ACTIVITY:
Your task is to gather the lines below that hold the string "Clone".

MATERIAL FOR THIS EXERCISE:
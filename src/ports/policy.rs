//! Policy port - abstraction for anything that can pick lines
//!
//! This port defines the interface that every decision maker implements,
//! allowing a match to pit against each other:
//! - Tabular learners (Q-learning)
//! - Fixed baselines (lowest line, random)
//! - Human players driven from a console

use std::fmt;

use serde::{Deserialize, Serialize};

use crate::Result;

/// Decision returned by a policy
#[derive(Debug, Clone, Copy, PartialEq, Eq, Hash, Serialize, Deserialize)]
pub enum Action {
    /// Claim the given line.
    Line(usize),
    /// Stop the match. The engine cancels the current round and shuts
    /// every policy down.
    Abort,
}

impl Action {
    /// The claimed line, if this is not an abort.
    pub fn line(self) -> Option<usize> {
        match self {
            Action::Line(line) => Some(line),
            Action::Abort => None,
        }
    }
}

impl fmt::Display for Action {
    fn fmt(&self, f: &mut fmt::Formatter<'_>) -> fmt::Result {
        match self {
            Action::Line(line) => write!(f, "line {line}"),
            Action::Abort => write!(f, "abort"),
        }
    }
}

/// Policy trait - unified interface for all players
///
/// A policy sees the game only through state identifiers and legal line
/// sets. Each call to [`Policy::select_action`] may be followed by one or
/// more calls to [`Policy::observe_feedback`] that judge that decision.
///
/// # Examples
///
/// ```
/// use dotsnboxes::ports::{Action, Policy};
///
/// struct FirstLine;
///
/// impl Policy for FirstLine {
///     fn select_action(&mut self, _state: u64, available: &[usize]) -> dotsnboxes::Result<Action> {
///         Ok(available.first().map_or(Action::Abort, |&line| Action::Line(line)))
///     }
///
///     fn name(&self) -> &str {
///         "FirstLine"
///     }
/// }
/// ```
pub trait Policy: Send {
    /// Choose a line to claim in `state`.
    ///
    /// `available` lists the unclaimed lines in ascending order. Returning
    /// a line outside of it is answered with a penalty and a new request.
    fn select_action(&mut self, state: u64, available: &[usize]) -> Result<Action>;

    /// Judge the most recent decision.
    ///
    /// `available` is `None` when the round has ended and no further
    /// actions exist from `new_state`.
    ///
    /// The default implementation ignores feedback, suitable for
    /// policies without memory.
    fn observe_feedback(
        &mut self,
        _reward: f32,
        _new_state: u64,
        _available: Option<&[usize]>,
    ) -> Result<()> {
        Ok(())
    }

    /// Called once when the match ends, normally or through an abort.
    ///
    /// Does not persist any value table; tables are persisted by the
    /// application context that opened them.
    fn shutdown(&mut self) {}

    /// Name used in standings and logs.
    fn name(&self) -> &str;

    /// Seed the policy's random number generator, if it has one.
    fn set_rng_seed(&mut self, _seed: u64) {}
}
---
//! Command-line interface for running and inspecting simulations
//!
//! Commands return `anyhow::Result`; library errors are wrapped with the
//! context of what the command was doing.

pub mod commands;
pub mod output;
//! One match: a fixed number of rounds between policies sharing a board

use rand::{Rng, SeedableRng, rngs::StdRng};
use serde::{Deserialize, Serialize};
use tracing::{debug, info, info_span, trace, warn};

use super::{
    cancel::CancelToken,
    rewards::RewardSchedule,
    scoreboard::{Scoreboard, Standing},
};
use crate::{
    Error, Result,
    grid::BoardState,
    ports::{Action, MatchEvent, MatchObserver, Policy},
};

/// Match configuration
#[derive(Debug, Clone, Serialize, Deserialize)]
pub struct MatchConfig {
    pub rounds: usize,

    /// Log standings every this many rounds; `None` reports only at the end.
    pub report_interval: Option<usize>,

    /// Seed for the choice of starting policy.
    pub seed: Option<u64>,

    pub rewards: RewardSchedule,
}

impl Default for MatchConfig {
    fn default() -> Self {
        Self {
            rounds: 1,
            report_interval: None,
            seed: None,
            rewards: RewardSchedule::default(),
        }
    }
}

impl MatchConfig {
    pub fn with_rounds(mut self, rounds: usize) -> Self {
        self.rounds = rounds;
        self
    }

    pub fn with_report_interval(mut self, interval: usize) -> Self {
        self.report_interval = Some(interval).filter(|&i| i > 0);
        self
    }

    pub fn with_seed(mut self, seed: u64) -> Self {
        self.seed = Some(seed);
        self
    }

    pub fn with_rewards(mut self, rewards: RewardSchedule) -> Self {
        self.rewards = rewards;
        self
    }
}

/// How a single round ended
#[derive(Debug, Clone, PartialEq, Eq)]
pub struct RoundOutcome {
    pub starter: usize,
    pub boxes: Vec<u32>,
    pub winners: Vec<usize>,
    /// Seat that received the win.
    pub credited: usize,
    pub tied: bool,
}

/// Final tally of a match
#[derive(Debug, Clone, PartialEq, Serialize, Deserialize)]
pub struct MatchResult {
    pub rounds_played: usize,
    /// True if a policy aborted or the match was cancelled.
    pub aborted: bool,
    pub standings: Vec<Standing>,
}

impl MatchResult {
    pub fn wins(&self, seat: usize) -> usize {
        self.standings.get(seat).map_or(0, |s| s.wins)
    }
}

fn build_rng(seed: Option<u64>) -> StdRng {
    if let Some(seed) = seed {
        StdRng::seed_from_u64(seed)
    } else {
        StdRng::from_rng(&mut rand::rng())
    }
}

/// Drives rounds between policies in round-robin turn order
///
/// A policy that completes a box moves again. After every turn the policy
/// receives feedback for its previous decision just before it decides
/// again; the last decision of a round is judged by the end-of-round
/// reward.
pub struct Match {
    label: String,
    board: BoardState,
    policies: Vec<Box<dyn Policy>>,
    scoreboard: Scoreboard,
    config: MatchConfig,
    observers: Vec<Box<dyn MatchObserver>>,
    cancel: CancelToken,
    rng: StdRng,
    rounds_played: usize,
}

SOLUTION TO THE PROBLEM:
#[derive(Debug, Clone, Copy, PartialEq, Eq, Hash, Serialize, Deserialize)]
#[derive(Debug, Clone, Serialize, Deserialize)]
#[derive(Debug, Clone, PartialEq, Eq)]
#[derive(Debug, Clone, PartialEq, Serialize, Deserialize)]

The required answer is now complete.